_WHAT NEEDS TO BE DONE:_ Only the lines of the data below from the one with "let timestamp: String = row.get(0)?;" through the one with "const METRIC_COLUMNS: &str" are wanted. Repeat them exactly.

_RECORDS FOR PROCESSING:_

******************************

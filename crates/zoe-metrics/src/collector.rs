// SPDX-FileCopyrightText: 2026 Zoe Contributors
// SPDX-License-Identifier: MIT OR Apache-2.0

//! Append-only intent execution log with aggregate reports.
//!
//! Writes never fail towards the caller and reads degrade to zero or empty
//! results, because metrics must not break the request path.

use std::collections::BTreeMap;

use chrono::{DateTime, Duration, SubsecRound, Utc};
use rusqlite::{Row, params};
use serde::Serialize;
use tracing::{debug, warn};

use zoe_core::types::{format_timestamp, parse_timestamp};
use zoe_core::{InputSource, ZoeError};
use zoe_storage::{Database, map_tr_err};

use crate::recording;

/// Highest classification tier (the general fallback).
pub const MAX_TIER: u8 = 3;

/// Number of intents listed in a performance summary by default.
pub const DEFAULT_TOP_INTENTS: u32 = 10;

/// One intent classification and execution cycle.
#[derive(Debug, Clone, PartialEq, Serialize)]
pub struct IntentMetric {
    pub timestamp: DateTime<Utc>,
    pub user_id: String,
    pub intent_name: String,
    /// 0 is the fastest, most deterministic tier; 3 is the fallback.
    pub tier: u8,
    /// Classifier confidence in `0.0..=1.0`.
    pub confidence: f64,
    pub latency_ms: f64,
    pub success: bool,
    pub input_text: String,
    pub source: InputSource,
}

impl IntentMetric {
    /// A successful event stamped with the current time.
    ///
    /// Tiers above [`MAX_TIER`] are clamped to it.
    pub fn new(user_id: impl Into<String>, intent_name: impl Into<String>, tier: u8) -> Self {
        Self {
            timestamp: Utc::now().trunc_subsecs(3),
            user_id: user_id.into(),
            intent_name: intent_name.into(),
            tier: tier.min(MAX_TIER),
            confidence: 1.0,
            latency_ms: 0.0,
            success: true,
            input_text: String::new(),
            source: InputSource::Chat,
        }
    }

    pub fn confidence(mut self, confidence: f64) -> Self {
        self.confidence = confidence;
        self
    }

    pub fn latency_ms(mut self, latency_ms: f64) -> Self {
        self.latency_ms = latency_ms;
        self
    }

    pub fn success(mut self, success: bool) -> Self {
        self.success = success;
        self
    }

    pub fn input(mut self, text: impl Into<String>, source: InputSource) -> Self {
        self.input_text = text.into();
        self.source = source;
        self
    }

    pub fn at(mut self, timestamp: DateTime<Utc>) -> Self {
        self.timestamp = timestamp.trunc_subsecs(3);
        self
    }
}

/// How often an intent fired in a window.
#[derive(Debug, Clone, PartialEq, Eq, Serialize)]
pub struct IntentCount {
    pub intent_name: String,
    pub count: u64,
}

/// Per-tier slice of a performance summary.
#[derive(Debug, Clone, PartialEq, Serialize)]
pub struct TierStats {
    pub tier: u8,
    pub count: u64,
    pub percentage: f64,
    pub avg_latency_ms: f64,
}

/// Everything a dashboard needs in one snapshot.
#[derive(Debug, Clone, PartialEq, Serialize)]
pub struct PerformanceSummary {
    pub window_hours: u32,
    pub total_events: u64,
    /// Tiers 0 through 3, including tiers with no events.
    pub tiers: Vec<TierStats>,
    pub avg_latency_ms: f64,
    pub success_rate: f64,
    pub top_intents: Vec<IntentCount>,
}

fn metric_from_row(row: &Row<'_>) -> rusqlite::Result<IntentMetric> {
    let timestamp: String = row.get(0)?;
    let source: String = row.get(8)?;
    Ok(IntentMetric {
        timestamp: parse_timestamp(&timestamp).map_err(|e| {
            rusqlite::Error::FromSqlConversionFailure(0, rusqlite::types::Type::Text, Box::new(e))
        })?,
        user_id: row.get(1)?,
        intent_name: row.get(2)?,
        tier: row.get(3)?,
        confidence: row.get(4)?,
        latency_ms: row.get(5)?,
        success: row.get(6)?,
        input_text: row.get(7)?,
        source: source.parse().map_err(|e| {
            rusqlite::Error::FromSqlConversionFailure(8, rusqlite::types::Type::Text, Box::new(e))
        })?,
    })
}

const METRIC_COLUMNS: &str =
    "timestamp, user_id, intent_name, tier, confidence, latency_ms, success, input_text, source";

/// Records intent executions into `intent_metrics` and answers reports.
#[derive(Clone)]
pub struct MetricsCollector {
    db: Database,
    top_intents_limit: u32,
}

******************************

_ANSWER FOR THE TASK:_
    let timestamp: String = row.get(0)?;
    let source: String = row.get(8)?;
    Ok(IntentMetric {
        timestamp: parse_timestamp(&timestamp).map_err(|e| {
            rusqlite::Error::FromSqlConversionFailure(0, rusqlite::types::Type::Text, Box::new(e))
        })?,
        user_id: row.get(1)?,
        intent_name: row.get(2)?,
        tier: row.get(3)?,
        confidence: row.get(4)?,
        latency_ms: row.get(5)?,
        success: row.get(6)?,
        input_text: row.get(7)?,
        source: source.parse().map_err(|e| {
            rusqlite::Error::FromSqlConversionFailure(8, rusqlite::types::Type::Text, Box::new(e))
        })?,
    })
}

const METRIC_COLUMNS: &str =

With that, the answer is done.